Items from a dataset:
....................
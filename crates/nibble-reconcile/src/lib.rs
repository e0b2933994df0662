//! # nibble-reconcile
//!
//! Reconciles a master dataset against a replica ("slave") that should hold
//! the same rows, without loading either side into memory.
//!
//! - **Nibbling**: the key space is cut into windows by asking the master
//!   where the N-th row from the current position is, instead of paginating
//!   with offsets
//! - **Tiered compare**: aggregate digest first, per-row digests only for
//!   windows that differ, point lookups when a per-row fetch fails
//! - **Resume capability** via checkpoint stores and wall-clock deadlines
//! - **Source agnostic**: any data source implementing the eight-operation
//!   [`Connector`] trait can be reconciled
//!
//! ## Example
//!
//! ```rust,no_run
//! use std::sync::Arc;
//! use nibble_reconcile::{checksum, MemoryConnector, RunOptions};
//!
//! #[tokio::main]
//! async fn main() -> nibble_reconcile::Result<()> {
//!     let master = Arc::new(MemoryConnector::from_json_file("master", "master.json"));
//!     let slave = Arc::new(MemoryConnector::from_json_file("slave", "slave.json"));
//!
//!     let report = checksum("orders", "orders-nightly", master, slave, RunOptions::default()).await?;
//!     println!("{}", report.totals);
//!     Ok(())
//! }
//! ```

pub mod checkpoint;
pub mod config;
pub mod connectors;
pub mod core;
pub mod error;
pub mod nibbler;
pub mod reconcile;
pub mod retry;

// Re-exports for convenient access
pub use checkpoint::{
    Checkpoint, CheckpointStore, Deadline, FileCheckpointStore, MemoryCheckpointStore,
    NoOpCheckpointStore,
};
pub use config::{Config, DatasetConfig, RunOptions};
pub use connectors::{FaultInjector, MemoryConnector, Operation};
pub use crate::core::{
    BatchDigest, Connector, Direction, Key, KeyRange, NibbleProbe, RangeSummary, RowDigest, Window,
};
pub use error::{ReconcileError, Result};
pub use nibbler::Nibbler;
pub use reconcile::{
    checksum, verify_ids, ChecksumReport, Classification, DeletionBatch, ProgressUpdate,
    ReconcileEngine, RunPhase, RunStatus, Totals, VerifiedId,
};
pub use retry::RetryPolicy;
//! Configuration validation.

use chrono::Utc;

use super::{Config, RunOptions};
use crate::error::{ReconcileError, Result};

/// Validate the configuration.
pub fn validate(config: &Config) -> Result<()> {
    if config.job_id.trim().is_empty() {
        return Err(ReconcileError::Config("job_id is required".into()));
    }
    if config.job_name.trim().is_empty() {
        return Err(ReconcileError::Config("job_name is required".into()));
    }

    if config.master.path.as_os_str().is_empty() {
        return Err(ReconcileError::Config("master.path is required".into()));
    }
    if config.slave.path.as_os_str().is_empty() {
        return Err(ReconcileError::Config("slave.path is required".into()));
    }

    // Cannot reconcile a dataset against itself
    if config.master.path == config.slave.path {
        return Err(ReconcileError::Config(
            "master and slave cannot be the same dataset".into(),
        ));
    }

    if let Some(0) = config.master.max_individual_rows {
        return Err(ReconcileError::Config(
            "master.max_individual_rows must be at least 1".into(),
        ));
    }
    if let Some(0) = config.slave.max_individual_rows {
        return Err(ReconcileError::Config(
            "slave.max_individual_rows must be at least 1".into(),
        ));
    }

    config.retry.validate()?;

    validate_options(&config.options)
}

/// Validate run options on their own (also used by library callers that
/// build `RunOptions` without a config file).
pub fn validate_options(options: &RunOptions) -> Result<()> {
    if options.limit == 0 {
        return Err(ReconcileError::Config("options.limit must be at least 1".into()));
    }
    if options.max_limit == 0 {
        return Err(ReconcileError::Config(
            "options.max_limit must be at least 1".into(),
        ));
    }
    if options.max_limit > options.limit {
        return Err(ReconcileError::Config(format!(
            "options.max_limit ({}) cannot exceed options.limit ({})",
            options.max_limit, options.limit
        )));
    }
    if options.deletion_batch_size == 0 {
        return Err(ReconcileError::Config(
            "options.deletion_batch_size must be at least 1".into(),
        ));
    }
    if options.stop_at.is_some() && options.max_duration_secs.is_some() {
        return Err(ReconcileError::Config(
            "set either options.stop_at or options.max_duration_secs, not both".into(),
        ));
    }
    if let Some(secs) = options.max_duration_secs {
        if options.resolve_stop_at(Utc::now()).is_none() {
            return Err(ReconcileError::Config(format!(
                "options.max_duration_secs ({}) is out of range",
                secs
            )));
        }
    }

    Ok(())
}
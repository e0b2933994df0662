//! The capability contract every reconcilable data source implements.
//!
//! A [`Connector`] answers eight questions about one dataset. Anything that
//! can iterate its own key space in a consistent order (SQL tables, document
//! stores, flat files) can be reconciled by implementing it.
//!
//! # Session lifecycle
//!
//! A connector is constructed with its own configuration. [`Connector::initialize`]
//! opens the session before a run and [`Connector::destroy`] releases it
//! afterwards. The engine calls `destroy` even when the run fails.

use async_trait::async_trait;

use crate::error::Result;

use super::key::Key;
use super::types::{BatchDigest, KeyRange, NibbleProbe, RangeSummary, RowDigest};

/// Operations the reconciliation engine needs from a data source.
///
/// All methods may fail. Transient failures should be reported as
/// [`ReconcileError::Query`](crate::ReconcileError::Query), oversized
/// per-row answers as
/// [`ReconcileError::PayloadTooLarge`](crate::ReconcileError::PayloadTooLarge),
/// and lost sessions as
/// [`ReconcileError::Connection`](crate::ReconcileError::Connection).
#[async_trait]
pub trait Connector: Send + Sync {
    /// Name used in logs and error messages (e.g. "master").
    fn name(&self) -> &str;

    /// Prepare connection/session state.
    async fn initialize(&self) -> Result<()>;

    /// Release session state. Called once per run, regardless of outcome.
    async fn destroy(&self) -> Result<()>;

    /// Min/max key and row count over an optionally bounded sub-range.
    async fn range(&self, start: Option<&Key>, end: Option<&Key>) -> Result<RangeSummary>;

    /// Locate the `limit`-th and `(limit + 1)`-th keys of `range`, counting
    /// from its low end, or from its high end when `reverse` is set.
    async fn nibble(&self, range: &KeyRange, limit: usize, reverse: bool) -> Result<NibbleProbe>;

    /// Aggregate fingerprint over every row in `range`, in one round trip.
    async fn batch(&self, range: &KeyRange) -> Result<BatchDigest>;

    /// One fingerprint per row in `range`, in key order.
    async fn individual(&self, range: &KeyRange) -> Result<Vec<RowDigest>>;

    /// Fingerprints for an explicit, small id list. Ids that do not exist
    /// are omitted from the answer.
    async fn sample(&self, ids: &[Key]) -> Result<Vec<RowDigest>>;

    /// Remove rows by id, returning how many were removed.
    async fn delete(&self, ids: &[Key]) -> Result<u64>;
}
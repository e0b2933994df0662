//! Connector implementations shipped with the library.
//!
//! Concrete database connectors live with their callers; this module only
//! carries the in-memory/flat-file reference connector and the fault
//! injecting decorator used to exercise degraded paths.

pub mod fault;
pub mod memory;

pub use fault::{FaultInjector, Operation, Override};
pub use memory::{row_hash, MemoryConnector};
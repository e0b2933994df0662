//! Error types for the reconciliation library.

use thiserror::Error;

use crate::reconcile::Totals;

/// Main error type for reconciliation operations.
#[derive(Error, Debug)]
pub enum ReconcileError {
    /// Configuration error (invalid YAML, missing fields, etc.)
    #[error("Configuration error: {0}")]
    Config(String),

    /// Connection or session failure. Fatal for the run.
    #[error("Connection error on {connector}: {message}")]
    Connection { connector: String, message: String },

    /// A single query failed. Retried at the same window size.
    #[error("Query failed on {connector}: {message}")]
    Query { connector: String, message: String },

    /// Per-row digest payload exceeded what the connector can return.
    #[error("Payload too large on {connector}: {rows} rows in window")]
    PayloadTooLarge { connector: String, rows: u64 },

    /// Connector returned a probe that breaks the ordering contract
    #[error("Connector {connector} violated the ordering contract: {message}")]
    Contract { connector: String, message: String },

    /// Checkpoint store error
    #[error("Checkpoint error: {0}")]
    Checkpoint(String),

    /// Config hash mismatch when reading a signed checkpoint file
    #[error("Config has changed since the checkpoint was written - cannot resume. Remove the checkpoint file to start fresh.")]
    ConfigChanged,

    /// IO error (file operations)
    #[error("IO error: {0}")]
    Io(#[from] std::io::Error),

    /// YAML serialization/deserialization error
    #[error("YAML error: {0}")]
    Yaml(#[from] serde_yaml::Error),

    /// JSON serialization/deserialization error
    #[error("JSON error: {0}")]
    Json(#[from] serde_json::Error),

    /// Run was cancelled (SIGINT, etc.)
    #[error("Reconciliation cancelled")]
    Cancelled,

    /// A fatal error stopped the run; carries the totals accumulated so far.
    #[error("Run aborted (correct: {}, incorrect: {}, missing: {}): {source}", totals.correct, totals.incorrect, totals.missing)]
    Aborted {
        totals: Totals,
        #[source]
        source: Box<ReconcileError>,
    },
}

impl ReconcileError {
    /// Create a Connection error
    pub fn connection(connector: impl Into<String>, message: impl Into<String>) -> Self {
        ReconcileError::Connection {
            connector: connector.into(),
            message: message.into(),
        }
    }

    /// Create a Query error
    pub fn query(connector: impl Into<String>, message: impl Into<String>) -> Self {
        ReconcileError::Query {
            connector: connector.into(),
            message: message.into(),
        }
    }

    /// Create a PayloadTooLarge error
    pub fn payload_too_large(connector: impl Into<String>, rows: u64) -> Self {
        ReconcileError::PayloadTooLarge {
            connector: connector.into(),
            rows,
        }
    }

    /// Create a Contract error
    pub fn contract(connector: impl Into<String>, message: impl Into<String>) -> Self {
        ReconcileError::Contract {
            connector: connector.into(),
            message: message.into(),
        }
    }

    /// Wrap a fatal error together with the partial totals of the run.
    pub fn aborted(totals: Totals, source: ReconcileError) -> Self {
        ReconcileError::Aborted {
            totals,
            source: Box::new(source),
        }
    }

    /// Whether the error must stop the whole run.
    ///
    /// Query and payload errors only affect the window they occurred in.
    pub fn is_fatal(&self) -> bool {
        !matches!(
            self,
            ReconcileError::Query { .. } | ReconcileError::PayloadTooLarge { .. }
        )
    }

    /// Whether the operation may be retried at the same window size.
    pub fn is_retryable(&self) -> bool {
        matches!(self, ReconcileError::Query { .. })
    }

    pub fn is_payload_too_large(&self) -> bool {
        matches!(self, ReconcileError::PayloadTooLarge { .. })
    }

    /// Partial totals carried by an aborted run, if any.
    pub fn partial_totals(&self) -> Option<&Totals> {
        match self {
            ReconcileError::Aborted { totals, .. } => Some(totals),
            _ => None,
        }
    }

    /// Process exit code for the CLI.
    pub fn exit_code(&self) -> u8 {
        match self {
            ReconcileError::Config(_) | ReconcileError::ConfigChanged => 2,
            ReconcileError::Connection { .. } => 3,
            ReconcileError::Aborted { .. } => 4,
            ReconcileError::Cancelled => 130,
            _ => 1,
        }
    }

    /// Format error with full details including error chain
    pub fn format_detailed(&self) -> String {
        let mut output = format!("Error: {}\n", self);

        let mut source = std::error::Error::source(self);
        let mut depth = 1;
        while let Some(err) = source {
            output.push_str(&format!("\nCaused by:\n  {}: {}", depth, err));
            source = err.source();
            depth += 1;
        }

        output
    }
}

/// Result type alias for reconciliation operations.
pub type Result<T> = std::result::Result<T, ReconcileError>;
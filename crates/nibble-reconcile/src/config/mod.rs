//! Configuration loading and validation.

mod types;
mod validation;

pub use types::*;
pub use validation::validate_options;

use crate::error::Result;
use sha2::{Digest, Sha256};
use std::path::Path;

impl Config {
    /// Load configuration from a YAML file.
    pub fn load<P: AsRef<Path>>(path: P) -> Result<Self> {
        let content = std::fs::read_to_string(path)?;
        Self::from_yaml(&content)
    }

    /// Parse configuration from a YAML string.
    pub fn from_yaml(yaml: &str) -> Result<Self> {
        let config: Config = serde_yaml::from_str(yaml)?;
        config.validate()?;
        Ok(config)
    }

    /// Validate the configuration.
    pub fn validate(&self) -> Result<()> {
        validation::validate(self)
    }

    /// SHA256 over the fields that identify the job (id and datasets).
    ///
    /// Run options are left out so a resumed run may use a different
    /// deadline or window size.
    pub fn hash(&self) -> String {
        let mut hasher = Sha256::new();
        hasher.update(self.job_id.as_bytes());
        hasher.update([0u8]);
        hasher.update(self.master.path.to_string_lossy().as_bytes());
        hasher.update([0u8]);
        hasher.update(self.slave.path.to_string_lossy().as_bytes());
        format!("{:x}", hasher.finalize())
    }
}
....................
WORK TO COMPLETE —
The expected answer is a copy of each line in the records that holds the word "windows".

OUTPUT BELOW —
//! - **Nibbling**: the key space is cut into windows by asking the master
//!   windows that differ, point lookups when a per-row fetch fails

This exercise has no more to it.